**Problem description**. Each line below that includes the word "spawn" is to be reported.

Stored data:

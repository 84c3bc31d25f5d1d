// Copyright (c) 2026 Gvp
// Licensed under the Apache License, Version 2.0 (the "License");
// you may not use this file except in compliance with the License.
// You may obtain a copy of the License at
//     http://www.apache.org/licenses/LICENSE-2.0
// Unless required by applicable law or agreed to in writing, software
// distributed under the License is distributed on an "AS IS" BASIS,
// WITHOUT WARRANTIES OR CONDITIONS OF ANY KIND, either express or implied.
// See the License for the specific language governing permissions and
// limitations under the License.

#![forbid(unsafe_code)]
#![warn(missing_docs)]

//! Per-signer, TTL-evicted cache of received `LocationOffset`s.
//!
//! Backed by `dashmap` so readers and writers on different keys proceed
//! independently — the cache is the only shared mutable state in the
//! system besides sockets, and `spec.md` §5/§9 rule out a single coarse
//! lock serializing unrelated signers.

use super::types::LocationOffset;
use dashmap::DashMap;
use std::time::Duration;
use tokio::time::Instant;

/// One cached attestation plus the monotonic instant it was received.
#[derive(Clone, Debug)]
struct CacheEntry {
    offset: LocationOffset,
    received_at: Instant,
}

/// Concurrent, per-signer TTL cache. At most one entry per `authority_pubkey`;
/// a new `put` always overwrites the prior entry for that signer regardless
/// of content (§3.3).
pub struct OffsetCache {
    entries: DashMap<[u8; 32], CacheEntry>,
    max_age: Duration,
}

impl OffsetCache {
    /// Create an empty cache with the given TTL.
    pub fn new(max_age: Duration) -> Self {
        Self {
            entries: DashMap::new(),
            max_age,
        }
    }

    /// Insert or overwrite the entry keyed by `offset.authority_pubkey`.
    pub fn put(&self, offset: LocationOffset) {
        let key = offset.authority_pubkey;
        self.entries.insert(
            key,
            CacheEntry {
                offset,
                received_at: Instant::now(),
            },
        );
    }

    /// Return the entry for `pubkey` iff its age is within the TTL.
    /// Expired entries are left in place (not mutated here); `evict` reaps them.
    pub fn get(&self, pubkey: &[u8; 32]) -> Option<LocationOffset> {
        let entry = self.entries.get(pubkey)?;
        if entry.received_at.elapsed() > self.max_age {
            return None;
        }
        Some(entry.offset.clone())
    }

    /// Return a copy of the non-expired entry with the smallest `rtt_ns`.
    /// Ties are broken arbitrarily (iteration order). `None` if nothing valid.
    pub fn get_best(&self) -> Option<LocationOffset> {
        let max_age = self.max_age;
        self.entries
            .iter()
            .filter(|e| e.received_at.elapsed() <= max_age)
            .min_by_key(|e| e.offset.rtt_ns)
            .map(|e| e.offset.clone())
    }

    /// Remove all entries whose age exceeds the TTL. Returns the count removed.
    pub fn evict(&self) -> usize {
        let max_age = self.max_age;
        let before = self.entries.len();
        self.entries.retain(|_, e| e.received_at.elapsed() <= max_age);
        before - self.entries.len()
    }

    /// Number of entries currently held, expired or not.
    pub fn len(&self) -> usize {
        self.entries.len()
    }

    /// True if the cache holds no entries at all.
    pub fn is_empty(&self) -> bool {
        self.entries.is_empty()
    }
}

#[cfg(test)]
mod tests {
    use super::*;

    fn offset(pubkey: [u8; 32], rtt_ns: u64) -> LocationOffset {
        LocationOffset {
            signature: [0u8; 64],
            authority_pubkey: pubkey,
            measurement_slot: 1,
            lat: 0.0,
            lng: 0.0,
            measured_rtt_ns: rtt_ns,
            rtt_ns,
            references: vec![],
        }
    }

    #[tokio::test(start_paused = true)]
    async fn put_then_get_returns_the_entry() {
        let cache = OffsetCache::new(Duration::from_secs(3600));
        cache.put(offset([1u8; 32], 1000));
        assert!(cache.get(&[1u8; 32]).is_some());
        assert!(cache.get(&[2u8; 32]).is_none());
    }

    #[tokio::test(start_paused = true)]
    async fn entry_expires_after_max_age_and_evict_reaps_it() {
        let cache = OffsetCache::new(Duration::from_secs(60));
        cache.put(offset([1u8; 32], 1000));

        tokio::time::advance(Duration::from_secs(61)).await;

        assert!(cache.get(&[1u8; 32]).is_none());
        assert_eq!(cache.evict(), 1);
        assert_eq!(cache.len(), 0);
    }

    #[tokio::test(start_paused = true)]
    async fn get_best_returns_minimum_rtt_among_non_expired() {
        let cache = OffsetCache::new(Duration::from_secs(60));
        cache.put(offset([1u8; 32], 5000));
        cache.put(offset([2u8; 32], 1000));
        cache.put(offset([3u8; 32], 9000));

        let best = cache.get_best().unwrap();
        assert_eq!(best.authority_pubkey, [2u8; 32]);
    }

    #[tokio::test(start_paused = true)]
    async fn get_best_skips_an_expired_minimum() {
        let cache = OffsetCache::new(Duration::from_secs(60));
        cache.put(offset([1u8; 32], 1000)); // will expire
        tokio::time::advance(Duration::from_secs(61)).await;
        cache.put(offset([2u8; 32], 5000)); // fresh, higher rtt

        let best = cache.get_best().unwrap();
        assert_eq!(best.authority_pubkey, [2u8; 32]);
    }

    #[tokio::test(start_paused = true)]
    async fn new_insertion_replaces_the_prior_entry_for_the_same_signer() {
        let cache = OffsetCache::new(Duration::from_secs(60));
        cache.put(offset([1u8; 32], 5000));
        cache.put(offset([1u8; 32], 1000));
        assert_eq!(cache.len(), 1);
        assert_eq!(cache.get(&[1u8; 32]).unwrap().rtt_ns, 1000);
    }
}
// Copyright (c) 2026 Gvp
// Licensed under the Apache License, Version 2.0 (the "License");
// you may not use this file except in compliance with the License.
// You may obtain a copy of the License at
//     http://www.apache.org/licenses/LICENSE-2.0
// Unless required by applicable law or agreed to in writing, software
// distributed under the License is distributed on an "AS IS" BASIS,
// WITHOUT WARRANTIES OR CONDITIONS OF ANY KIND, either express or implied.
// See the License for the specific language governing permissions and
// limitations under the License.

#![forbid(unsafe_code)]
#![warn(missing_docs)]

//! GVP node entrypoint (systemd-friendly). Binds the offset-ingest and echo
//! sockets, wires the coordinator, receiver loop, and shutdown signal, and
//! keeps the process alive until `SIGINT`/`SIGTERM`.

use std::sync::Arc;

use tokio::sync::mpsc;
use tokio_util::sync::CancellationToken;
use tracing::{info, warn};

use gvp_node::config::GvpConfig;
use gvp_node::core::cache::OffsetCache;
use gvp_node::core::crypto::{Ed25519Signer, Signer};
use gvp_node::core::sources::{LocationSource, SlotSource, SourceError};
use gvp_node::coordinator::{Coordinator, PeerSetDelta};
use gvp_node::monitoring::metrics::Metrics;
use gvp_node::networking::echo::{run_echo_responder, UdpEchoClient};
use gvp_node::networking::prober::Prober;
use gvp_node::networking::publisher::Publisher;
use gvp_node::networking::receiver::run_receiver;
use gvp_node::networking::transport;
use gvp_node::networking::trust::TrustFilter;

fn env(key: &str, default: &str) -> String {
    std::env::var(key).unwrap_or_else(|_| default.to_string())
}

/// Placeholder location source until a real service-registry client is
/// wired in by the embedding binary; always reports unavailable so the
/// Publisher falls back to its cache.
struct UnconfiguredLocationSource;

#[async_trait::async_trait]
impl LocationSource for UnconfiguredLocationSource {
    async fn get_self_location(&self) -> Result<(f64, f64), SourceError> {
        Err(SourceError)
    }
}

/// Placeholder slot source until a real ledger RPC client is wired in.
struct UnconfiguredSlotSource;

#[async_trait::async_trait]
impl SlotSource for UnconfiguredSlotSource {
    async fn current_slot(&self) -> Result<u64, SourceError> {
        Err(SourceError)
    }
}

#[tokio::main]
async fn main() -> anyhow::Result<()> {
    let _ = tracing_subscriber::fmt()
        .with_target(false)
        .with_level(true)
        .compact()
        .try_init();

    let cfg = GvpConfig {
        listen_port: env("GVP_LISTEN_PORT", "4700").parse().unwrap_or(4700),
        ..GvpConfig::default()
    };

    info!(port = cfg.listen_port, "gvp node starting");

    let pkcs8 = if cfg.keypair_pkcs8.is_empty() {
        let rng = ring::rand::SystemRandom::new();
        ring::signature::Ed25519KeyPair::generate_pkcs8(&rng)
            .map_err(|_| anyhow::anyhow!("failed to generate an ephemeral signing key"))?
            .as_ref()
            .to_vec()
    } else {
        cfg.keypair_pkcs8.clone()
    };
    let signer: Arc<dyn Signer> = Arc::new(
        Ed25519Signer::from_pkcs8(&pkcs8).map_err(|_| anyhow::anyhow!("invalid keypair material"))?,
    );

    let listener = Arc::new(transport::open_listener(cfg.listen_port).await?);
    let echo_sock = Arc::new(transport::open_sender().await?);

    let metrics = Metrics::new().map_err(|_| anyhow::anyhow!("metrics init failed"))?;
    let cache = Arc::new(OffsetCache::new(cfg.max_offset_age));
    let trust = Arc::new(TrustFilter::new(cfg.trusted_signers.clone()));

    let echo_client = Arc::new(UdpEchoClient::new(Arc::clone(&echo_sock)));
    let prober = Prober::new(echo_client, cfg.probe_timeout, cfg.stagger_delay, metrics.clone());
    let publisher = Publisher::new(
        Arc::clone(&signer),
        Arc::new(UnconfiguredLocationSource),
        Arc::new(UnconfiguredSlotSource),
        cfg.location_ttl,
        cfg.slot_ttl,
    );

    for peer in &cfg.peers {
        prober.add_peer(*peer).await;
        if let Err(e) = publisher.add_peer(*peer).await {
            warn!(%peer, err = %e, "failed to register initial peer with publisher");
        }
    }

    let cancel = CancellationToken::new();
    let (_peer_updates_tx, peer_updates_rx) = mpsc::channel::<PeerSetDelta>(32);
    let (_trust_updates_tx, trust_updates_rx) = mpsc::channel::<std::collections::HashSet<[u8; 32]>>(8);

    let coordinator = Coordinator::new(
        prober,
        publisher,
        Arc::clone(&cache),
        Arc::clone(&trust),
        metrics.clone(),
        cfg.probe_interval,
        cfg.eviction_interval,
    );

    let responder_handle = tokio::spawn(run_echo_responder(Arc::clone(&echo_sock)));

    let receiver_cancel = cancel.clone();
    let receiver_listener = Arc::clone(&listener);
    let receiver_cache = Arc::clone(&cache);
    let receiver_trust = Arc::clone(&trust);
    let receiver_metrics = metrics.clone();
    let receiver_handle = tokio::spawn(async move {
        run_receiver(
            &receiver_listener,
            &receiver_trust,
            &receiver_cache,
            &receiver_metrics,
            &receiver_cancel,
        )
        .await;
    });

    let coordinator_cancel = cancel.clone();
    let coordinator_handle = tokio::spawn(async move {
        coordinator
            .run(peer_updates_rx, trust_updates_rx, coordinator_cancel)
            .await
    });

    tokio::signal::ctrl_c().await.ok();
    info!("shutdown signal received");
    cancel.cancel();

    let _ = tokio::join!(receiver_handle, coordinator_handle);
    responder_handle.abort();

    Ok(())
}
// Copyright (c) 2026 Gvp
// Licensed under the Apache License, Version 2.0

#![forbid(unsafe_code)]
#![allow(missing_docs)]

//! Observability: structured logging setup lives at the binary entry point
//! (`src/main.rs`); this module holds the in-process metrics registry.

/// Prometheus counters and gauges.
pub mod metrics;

**Problem solution**.
    let responder_handle = tokio::spawn(run_echo_responder(Arc::clone(&echo_sock)));
    let receiver_handle = tokio::spawn(async move {
    let coordinator_handle = tokio::spawn(async move {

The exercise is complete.